> [EXERCISE DATA]
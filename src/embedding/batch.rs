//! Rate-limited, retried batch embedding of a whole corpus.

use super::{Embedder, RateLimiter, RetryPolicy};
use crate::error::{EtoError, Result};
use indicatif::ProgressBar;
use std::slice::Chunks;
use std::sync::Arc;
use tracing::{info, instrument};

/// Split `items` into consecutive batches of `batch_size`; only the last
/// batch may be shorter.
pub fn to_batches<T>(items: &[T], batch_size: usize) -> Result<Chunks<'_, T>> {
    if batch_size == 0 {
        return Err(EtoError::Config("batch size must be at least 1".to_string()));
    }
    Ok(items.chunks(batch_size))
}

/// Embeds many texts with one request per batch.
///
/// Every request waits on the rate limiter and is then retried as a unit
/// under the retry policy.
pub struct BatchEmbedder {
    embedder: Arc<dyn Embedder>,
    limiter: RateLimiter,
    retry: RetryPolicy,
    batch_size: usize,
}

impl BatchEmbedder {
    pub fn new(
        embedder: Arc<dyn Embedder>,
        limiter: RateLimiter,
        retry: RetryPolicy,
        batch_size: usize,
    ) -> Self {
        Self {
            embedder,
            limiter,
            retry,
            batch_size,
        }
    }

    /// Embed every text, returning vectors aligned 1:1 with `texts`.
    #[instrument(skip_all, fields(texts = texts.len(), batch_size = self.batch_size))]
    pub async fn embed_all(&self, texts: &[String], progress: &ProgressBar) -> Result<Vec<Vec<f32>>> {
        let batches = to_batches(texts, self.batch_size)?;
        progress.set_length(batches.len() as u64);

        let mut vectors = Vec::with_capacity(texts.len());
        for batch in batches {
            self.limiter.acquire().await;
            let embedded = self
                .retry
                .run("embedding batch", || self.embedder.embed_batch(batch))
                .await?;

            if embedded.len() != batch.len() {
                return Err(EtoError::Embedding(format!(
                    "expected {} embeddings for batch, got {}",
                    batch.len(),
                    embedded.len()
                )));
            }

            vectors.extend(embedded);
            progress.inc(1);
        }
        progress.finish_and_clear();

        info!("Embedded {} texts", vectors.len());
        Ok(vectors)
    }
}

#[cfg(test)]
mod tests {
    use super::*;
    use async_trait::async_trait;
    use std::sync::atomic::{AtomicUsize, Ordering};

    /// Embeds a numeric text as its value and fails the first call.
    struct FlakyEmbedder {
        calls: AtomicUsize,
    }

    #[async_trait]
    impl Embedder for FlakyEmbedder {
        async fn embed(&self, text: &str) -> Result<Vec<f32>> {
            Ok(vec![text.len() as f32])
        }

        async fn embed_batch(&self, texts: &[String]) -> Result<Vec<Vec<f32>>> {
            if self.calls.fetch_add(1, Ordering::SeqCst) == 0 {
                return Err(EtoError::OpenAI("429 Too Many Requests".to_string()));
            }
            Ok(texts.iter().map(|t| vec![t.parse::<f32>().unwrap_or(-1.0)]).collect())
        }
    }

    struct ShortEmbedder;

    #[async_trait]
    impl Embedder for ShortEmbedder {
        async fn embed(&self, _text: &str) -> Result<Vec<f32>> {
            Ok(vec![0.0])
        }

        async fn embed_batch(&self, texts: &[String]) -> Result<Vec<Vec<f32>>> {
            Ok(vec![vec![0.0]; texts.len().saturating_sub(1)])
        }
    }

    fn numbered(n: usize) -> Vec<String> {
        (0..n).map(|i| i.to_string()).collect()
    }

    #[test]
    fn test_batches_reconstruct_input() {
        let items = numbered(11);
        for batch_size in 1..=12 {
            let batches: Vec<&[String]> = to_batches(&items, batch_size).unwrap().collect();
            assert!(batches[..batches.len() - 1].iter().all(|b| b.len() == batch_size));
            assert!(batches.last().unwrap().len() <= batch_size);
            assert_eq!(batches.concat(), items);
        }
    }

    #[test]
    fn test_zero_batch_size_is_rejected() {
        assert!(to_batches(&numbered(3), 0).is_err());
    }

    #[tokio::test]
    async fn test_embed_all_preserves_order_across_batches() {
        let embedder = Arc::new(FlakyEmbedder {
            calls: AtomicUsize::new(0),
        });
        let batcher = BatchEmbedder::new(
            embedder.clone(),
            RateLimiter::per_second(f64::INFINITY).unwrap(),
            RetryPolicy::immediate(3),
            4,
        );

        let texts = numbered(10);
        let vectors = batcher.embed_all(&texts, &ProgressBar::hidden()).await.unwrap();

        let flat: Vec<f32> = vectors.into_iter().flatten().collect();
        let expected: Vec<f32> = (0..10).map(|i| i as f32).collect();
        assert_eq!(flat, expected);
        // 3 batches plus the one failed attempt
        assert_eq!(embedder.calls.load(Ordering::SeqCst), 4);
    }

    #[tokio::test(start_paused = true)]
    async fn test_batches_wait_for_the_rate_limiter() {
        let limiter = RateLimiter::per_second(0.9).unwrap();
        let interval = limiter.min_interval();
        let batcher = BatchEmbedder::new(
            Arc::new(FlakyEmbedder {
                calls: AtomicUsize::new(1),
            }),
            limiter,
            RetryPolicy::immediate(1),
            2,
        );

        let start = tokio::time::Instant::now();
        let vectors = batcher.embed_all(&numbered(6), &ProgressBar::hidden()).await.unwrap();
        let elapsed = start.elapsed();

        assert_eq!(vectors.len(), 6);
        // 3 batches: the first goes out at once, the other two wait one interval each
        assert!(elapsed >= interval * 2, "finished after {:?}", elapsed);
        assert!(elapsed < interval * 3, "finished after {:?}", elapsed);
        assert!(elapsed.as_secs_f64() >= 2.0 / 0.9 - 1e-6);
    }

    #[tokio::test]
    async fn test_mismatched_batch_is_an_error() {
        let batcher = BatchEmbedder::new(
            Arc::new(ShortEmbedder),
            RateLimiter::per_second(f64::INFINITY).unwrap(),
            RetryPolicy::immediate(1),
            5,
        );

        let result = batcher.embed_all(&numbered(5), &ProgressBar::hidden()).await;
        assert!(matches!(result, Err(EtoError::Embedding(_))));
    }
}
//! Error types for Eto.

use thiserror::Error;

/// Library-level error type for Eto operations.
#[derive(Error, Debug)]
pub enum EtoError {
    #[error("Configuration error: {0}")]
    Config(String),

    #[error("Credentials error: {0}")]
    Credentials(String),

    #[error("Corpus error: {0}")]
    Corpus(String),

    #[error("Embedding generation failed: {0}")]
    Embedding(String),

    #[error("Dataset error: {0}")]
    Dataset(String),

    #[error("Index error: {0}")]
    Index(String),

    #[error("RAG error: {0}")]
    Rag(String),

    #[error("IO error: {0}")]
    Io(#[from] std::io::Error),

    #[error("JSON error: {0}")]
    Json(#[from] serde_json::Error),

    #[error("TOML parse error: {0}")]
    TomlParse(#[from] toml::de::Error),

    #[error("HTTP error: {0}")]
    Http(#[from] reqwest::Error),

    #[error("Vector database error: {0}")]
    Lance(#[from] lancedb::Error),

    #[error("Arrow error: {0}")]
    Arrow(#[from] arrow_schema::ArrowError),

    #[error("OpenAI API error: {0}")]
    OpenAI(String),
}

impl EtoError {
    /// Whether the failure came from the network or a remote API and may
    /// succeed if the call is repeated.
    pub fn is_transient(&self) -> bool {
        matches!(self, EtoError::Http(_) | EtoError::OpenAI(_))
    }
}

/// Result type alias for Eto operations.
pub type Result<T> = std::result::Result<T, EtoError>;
---
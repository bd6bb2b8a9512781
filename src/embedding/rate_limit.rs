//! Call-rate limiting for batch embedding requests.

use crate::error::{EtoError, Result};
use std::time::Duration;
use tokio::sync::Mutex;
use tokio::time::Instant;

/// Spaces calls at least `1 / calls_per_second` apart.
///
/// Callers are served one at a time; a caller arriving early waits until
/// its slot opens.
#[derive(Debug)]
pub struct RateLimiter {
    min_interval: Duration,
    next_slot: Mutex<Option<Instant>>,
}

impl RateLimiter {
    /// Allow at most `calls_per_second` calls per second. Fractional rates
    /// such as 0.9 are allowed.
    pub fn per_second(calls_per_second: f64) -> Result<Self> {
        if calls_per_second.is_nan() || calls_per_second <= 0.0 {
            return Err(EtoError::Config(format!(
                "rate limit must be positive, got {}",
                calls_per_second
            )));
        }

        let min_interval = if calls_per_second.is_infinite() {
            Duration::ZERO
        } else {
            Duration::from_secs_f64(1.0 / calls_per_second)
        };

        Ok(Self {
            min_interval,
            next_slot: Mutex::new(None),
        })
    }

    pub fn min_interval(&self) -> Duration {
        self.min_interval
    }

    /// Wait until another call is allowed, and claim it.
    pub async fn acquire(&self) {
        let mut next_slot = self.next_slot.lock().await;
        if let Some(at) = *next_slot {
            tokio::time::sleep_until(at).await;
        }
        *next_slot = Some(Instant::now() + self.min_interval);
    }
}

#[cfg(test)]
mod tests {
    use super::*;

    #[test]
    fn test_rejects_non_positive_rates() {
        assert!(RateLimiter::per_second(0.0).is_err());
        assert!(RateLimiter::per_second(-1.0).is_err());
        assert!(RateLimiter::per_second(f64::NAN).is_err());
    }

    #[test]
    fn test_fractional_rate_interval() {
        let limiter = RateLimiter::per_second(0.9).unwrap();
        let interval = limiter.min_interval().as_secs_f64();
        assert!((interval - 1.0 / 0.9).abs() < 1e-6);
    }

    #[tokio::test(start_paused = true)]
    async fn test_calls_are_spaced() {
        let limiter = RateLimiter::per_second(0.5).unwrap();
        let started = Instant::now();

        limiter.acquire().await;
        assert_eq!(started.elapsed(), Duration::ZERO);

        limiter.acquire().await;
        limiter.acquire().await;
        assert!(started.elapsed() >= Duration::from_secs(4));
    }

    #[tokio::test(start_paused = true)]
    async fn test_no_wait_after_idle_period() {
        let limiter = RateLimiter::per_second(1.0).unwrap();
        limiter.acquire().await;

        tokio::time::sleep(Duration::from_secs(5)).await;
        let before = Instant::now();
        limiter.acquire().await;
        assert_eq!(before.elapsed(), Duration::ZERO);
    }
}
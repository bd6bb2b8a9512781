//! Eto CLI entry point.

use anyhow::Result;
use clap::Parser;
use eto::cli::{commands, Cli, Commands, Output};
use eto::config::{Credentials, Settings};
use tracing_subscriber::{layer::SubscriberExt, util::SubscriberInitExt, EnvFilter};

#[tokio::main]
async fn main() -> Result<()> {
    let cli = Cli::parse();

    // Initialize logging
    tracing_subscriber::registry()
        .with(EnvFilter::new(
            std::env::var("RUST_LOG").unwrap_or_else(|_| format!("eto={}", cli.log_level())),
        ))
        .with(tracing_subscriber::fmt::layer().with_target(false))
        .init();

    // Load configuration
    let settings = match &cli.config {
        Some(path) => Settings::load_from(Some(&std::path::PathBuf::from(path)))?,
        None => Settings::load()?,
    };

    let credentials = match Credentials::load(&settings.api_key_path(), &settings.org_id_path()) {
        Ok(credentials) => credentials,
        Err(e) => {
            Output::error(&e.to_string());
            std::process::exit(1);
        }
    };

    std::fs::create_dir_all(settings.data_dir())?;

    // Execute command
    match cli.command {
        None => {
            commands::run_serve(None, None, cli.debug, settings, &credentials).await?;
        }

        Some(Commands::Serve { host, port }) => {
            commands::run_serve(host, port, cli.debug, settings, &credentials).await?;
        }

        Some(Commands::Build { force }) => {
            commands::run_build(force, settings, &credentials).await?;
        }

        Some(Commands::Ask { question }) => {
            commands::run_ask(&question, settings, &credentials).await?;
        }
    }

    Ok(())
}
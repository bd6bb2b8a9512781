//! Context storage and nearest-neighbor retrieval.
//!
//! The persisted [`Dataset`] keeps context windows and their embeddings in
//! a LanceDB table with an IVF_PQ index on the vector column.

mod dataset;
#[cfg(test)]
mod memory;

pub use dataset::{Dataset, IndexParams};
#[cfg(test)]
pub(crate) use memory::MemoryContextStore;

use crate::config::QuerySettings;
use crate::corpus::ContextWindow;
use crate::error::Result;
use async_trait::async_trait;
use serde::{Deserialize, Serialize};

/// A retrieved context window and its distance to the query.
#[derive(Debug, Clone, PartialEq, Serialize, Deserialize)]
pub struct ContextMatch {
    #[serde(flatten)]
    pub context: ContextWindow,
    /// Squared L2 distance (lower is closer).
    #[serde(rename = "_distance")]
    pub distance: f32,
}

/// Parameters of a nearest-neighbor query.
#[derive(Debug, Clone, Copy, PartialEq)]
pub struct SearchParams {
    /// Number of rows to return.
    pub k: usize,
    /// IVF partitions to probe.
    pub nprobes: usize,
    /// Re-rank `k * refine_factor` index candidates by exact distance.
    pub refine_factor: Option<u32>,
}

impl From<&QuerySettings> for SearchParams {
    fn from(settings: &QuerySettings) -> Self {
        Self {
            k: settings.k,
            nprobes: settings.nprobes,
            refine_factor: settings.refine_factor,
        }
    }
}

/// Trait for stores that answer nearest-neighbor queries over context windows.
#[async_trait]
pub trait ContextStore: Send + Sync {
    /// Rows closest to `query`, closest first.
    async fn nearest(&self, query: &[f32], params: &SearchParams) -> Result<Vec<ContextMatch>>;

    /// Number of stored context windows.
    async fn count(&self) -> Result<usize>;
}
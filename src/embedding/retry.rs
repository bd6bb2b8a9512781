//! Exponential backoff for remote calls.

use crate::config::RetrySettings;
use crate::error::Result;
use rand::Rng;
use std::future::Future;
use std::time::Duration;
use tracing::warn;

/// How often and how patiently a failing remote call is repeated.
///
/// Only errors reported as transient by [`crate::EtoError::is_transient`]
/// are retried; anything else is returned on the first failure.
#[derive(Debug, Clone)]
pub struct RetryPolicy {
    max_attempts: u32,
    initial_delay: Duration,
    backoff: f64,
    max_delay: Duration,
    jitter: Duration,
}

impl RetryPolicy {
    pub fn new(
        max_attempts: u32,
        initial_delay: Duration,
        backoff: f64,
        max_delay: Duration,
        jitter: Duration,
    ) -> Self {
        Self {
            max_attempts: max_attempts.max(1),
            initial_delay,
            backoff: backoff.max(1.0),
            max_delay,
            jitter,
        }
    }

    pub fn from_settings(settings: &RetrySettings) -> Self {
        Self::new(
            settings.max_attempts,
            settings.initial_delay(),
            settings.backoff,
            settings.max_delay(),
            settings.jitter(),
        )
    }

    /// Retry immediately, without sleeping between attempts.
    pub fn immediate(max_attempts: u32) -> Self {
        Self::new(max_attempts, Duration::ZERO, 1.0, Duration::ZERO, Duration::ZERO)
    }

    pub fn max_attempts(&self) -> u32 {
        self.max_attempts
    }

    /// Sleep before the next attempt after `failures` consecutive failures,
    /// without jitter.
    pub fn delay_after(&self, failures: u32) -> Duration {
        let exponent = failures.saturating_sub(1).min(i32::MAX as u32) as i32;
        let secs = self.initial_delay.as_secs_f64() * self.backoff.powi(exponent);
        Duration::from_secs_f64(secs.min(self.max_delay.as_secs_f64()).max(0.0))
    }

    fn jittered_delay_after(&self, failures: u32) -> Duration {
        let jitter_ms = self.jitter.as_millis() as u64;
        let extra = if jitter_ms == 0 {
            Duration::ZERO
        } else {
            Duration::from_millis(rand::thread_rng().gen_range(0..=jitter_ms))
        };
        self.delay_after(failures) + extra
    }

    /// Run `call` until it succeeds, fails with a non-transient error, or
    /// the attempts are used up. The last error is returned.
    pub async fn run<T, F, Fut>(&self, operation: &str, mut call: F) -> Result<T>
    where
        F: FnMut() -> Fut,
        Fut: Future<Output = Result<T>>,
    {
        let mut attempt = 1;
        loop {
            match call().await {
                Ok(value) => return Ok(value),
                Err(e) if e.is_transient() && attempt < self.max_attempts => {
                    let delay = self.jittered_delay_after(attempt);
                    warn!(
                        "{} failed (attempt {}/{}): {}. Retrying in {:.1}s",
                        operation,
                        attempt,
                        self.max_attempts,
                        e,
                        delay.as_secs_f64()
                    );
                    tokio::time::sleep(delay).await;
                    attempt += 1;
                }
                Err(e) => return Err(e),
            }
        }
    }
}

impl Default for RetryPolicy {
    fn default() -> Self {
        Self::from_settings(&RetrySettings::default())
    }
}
...
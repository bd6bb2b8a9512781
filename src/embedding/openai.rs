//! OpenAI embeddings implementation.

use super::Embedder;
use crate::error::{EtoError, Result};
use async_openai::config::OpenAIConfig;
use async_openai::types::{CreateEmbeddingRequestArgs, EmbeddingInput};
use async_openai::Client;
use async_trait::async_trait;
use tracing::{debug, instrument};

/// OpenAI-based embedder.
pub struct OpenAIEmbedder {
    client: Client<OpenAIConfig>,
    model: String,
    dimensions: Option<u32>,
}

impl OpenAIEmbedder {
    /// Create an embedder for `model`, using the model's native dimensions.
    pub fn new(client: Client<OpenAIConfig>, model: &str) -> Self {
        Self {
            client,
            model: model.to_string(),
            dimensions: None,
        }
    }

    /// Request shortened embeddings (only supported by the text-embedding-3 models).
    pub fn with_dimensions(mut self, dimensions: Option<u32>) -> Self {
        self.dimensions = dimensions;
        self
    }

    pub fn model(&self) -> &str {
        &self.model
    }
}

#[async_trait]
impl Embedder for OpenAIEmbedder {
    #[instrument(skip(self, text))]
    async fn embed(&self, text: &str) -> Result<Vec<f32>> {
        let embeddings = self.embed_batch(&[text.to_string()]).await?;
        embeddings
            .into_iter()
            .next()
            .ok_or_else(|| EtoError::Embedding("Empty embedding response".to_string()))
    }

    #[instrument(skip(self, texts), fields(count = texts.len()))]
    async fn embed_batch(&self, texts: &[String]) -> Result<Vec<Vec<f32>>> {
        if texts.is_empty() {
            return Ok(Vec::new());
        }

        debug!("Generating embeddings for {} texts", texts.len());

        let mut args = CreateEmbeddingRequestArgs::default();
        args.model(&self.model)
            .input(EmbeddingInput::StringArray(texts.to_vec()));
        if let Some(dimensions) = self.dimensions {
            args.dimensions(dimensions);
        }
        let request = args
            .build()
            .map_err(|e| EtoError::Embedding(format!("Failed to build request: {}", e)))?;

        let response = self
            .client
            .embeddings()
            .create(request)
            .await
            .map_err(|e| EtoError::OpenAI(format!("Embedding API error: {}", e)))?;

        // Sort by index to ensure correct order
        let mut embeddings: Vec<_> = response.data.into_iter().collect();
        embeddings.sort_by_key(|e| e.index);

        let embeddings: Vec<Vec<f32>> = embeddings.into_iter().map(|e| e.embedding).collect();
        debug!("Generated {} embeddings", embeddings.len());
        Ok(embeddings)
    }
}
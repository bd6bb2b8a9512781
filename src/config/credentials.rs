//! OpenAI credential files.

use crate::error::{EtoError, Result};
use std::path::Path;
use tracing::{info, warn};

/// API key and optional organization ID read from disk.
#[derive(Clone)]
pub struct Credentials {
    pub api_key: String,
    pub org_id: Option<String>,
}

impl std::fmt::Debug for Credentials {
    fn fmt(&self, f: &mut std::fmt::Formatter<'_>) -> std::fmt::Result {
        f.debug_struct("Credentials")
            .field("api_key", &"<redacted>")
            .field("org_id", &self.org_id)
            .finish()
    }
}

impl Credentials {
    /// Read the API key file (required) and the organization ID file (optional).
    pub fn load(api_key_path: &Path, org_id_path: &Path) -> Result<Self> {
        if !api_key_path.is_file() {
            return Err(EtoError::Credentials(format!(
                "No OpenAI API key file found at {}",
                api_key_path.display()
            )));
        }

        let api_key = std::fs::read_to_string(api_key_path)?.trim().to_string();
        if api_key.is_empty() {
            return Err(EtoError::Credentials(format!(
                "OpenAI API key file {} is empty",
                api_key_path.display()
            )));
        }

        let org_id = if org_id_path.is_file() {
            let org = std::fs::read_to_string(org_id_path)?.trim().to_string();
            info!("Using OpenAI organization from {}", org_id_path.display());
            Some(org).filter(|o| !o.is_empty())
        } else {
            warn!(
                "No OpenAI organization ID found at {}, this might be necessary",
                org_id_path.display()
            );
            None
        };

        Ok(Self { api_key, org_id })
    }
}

> [PROBLEM STATEMENT] Among the entries above, how many lines have the string "derive" in them? Only the number should be given.

> [RESPONSE BOX] 6